I’m never sure how mystifying my job is to the average person. I do know that even technophobes don’t always really know what technical operations does beyond “they’re the guys who keep the servers running,” and I like talking about my job, so I figured I’d expand a bit on the brief blurb and talk about what a typical tech ops team does from time to time.
I’m going to try to use the term “technical operations” for my stuff, in the interests of distinguishing it from operations in general. When a business guy talks about operations, he’s probably talking about the whole gamut of running a game (or a web site, whatever). This includes my immediate bailiwick, but it also includes stuff like customer support, possibly community management, and in some cases even coders maintaining the game. It’s sort of a fuzzier distinction in online gaming; back in the wonderful world of web sites, there’s not a ton of distinction between development pre-launch and development post-launch. Gaming tends to think of those two phases as very different beasts, for mostly good reasons. Although I think some of that is carryover from offline games. I digress! Chalk that up for a later post.

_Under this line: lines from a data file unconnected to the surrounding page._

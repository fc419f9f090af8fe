use nupack_manifest::{DependencyGroup, Manifest, PACKAGE_EXTENSION};
use nupack_version::Version;
use nupack_version::error::Result as VersionResult;
use std::path::PathBuf;
use time::OffsetDateTime;

/// Case-insensitive identity of a package version.
///
/// Both halves are lowercase; the version is in normalized form whenever it
/// parses, so `Foo 1.0` and `foo 1.0.0` share a key.
#[derive(Debug, Clone, PartialEq, Eq, Hash, PartialOrd, Ord)]
pub struct Key {
    pub id: String,
    pub version: String,
}
impl Key {
    pub fn new(id: &str, version: &str) -> Self {
        let version = match Version::parse(version) {
            Ok(parsed) => parsed.to_lowercase(),
            Err(_) => version.trim().to_lowercase(),
        };
        Self { id: id.trim().to_lowercase(), version }
    }
}

/// One stored package version.
///
/// Records are immutable once registered. "Latest" flags are not stored;
/// they are derived from the current snapshot whenever they are needed.
#[derive(Debug, Clone, PartialEq, Eq)]
pub struct PackageRecord {
    /// Package id as written by the author
    pub id: String,
    /// Normalized version (original case of the prerelease label preserved)
    pub version: String,
    pub title: Option<String>,
    pub description: Option<String>,
    pub summary: Option<String>,
    pub authors: Vec<String>,
    pub owners: Vec<String>,
    pub tags: Vec<String>,
    pub release_notes: Option<String>,
    pub copyright: Option<String>,
    pub language: Option<String>,
    pub icon_url: Option<String>,
    pub project_url: Option<String>,
    pub license_url: Option<String>,
    pub require_license_acceptance: bool,
    /// Dependencies exactly as declared, per target framework
    pub dependency_groups: Vec<DependencyGroup>,
    /// Distinct dependency ids across all groups
    pub dependencies: Vec<String>,
    pub created: OffsetDateTime,
    pub published: OffsetDateTime,
    /// Byte length of the stored archive
    pub size: u64,
    /// Path of the archive relative to the storage root
    pub blob: PathBuf,
}

impl PackageRecord {
    /// Build a record from an extracted manifest.
    ///
    /// The blob path defaults to [`file_name()`](Self::file_name); use
    /// [`with_blob`](Self::with_blob) when the archive already lives elsewhere.
    ///
    /// # Errors
    ///
    /// Fails if the manifest version does not parse.
    pub fn from_manifest(manifest: Manifest, size: u64, timestamp: OffsetDateTime) -> VersionResult<Self> {
        let version = Version::parse(&manifest.version)?.to_string();
        let dependencies = manifest.dependency_ids();
        let mut record = Self {
            id: manifest.id,
            version,
            title: manifest.title,
            description: manifest.description,
            summary: manifest.summary,
            authors: manifest.authors,
            owners: manifest.owners,
            tags: manifest.tags,
            release_notes: manifest.release_notes,
            copyright: manifest.copyright,
            language: manifest.language,
            icon_url: manifest.icon_url,
            project_url: manifest.project_url,
            license_url: manifest.license_url,
            require_license_acceptance: manifest.require_license_acceptance,
            dependency_groups: manifest.dependency_groups,
            dependencies,
            created: timestamp,
            published: timestamp,
            size,
            blob: PathBuf::new(),
        };
        record.blob = PathBuf::from(record.file_name());
        Ok(record)
    }

    pub fn with_blob(mut self, blob: impl Into<PathBuf>) -> Self {
        self.blob = blob.into();
        self
    }

    pub fn key(&self) -> Key {
        Key::new(&self.id, &self.version)
    }

    /// Canonical archive file name: `{id}.{version}.nupkg`.
    pub fn file_name(&self) -> String {
        format!("{}.{}.{PACKAGE_EXTENSION}", self.id, self.version)
    }

    pub fn is_prerelease(&self) -> bool {
        nupack_version::is_prerelease(&self.version)
    }

    pub fn authors_display(&self) -> String {
        self.authors.join(", ")
    }

    pub fn owners_display(&self) -> String {
        self.owners.join(", ")
    }

    /// Case-insensitive substring match against id, description and tags.
    pub fn matches_text(&self, needle: &str) -> bool {
        let needle = needle.to_lowercase();
        self.id.to_lowercase().contains(&needle)
            || self.description.as_deref().is_some_and(|d| d.to_lowercase().contains(&needle))
            || self.tags.iter().any(|tag| tag.to_lowercase().contains(&needle))
    }
}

So okay. My primary job is to keep servers running happily. The bedrock of this is the physical installation of servers in the data center. This post is going to be about how you host your servers.
Figure any MMO of any notable size will have… let’s say over 100 servers. This is conservative; World of Warcraft has a lot more than that. There’ll also be big exceptions. I think Puzzle Pirates is a significant MMO and given that it’s a 2D environment, it might be pretty small in terms of server footprint. Um, eight worlds — yeah, I wouldn’t be surprised if they were under 100. But figure we’re generally talking in the hundreds.
You don’t want to worry about the physical aspect of hosting that many servers, especially if you’re a gaming company, because then that’s really not your area of expertise. My typical evaluation of a hosting facility includes questions about how many distinct power grids the facility can access; if, say, Somerville has a power outage I’d like it if the facility could get power from somewhere else. I want to know how long the facility can go without power at all, and how often those backup generators are tested. I want to know how redundant the air conditioning systems are. I want to know how many staff are on site overnight. I want to know about a million things about their network connectivity to the rest of the world. This is all both expensive and hard to build, and why buy that sort of headache? There are companies who will do it for you, and it will be more cost effective, because they’re doing it on a larger scale.
If I’m starting from the ground up, step one is choosing the right hosting facility. Call it colocation if you like. Some people spell that collocation, which is not incorrect but which drives me nuts. (Sorry, Mike.) You start out with the evaluation… well, no. You start out by figuring what’s important to you. As with everything, you need to make the money vs. convenience vs. quality tradeoffs. A tier 1 provider like AT&T or MCI can be really good, but you’re going to pay more than you would for a second tier provider, and that’s not always a wise choice.
My full RFP (request for proposal) document is thousands of words of questions. I won’t reproduce the whole thing here. Suffice it to say that this choice is one of the most important ones you’re going to make. You do not want the pain of changing data centers once you’ve launched. Even once you’ve launched beta. It’s good to get this one right.
There’s also a fair amount of ongoing work that goes into maintaining the relationship, because the bill for hosting is one of your biggest monthly costs. Every month, you have to go over the bill and make sure you’re getting charged for all the right things. I have worked with a lot of colocation facilities and even the best of them screw up billing from time to time.
It’s also smart to basically keep in touch with your facility. You need to figure out who the right person is — probably your Technical Account Manager, maybe someone else. I’ve had relationships where the right guy to talk to was my sales guy, because he loved working with a gaming company and he was engaged enough to look at our bills himself every month to make sure they were right. You want to talk to someone at least once a month, in any case, for a bunch of reasons.
First off, if they’ve got concerns, it’s an avenue for them to express them informally. Maybe you’re using more power than you’re paying for. Maybe your cage is a mess, in which case shame on you and why didn’t you already know about it? But you never know. Maybe there’s a new customer that’s about to scoop up a ton of space in your data center and you won’t have expansion room available.
If you’re talking to your key people regularly, they’re going to keep you in mind when things like that last happen. Often enough you can’t do anything about it; it’s still good to know.
Oh, and if your hosting provider has some sort of game-oriented group, latch onto it! AT&T has an absolutely great Gaming Core Team; when Turbine hooked up with them, our already good service got even better.
Like any relationship with any vendor, you’re going to get more out of it the more you put into it. You don’t stop worrying once you sign the contract.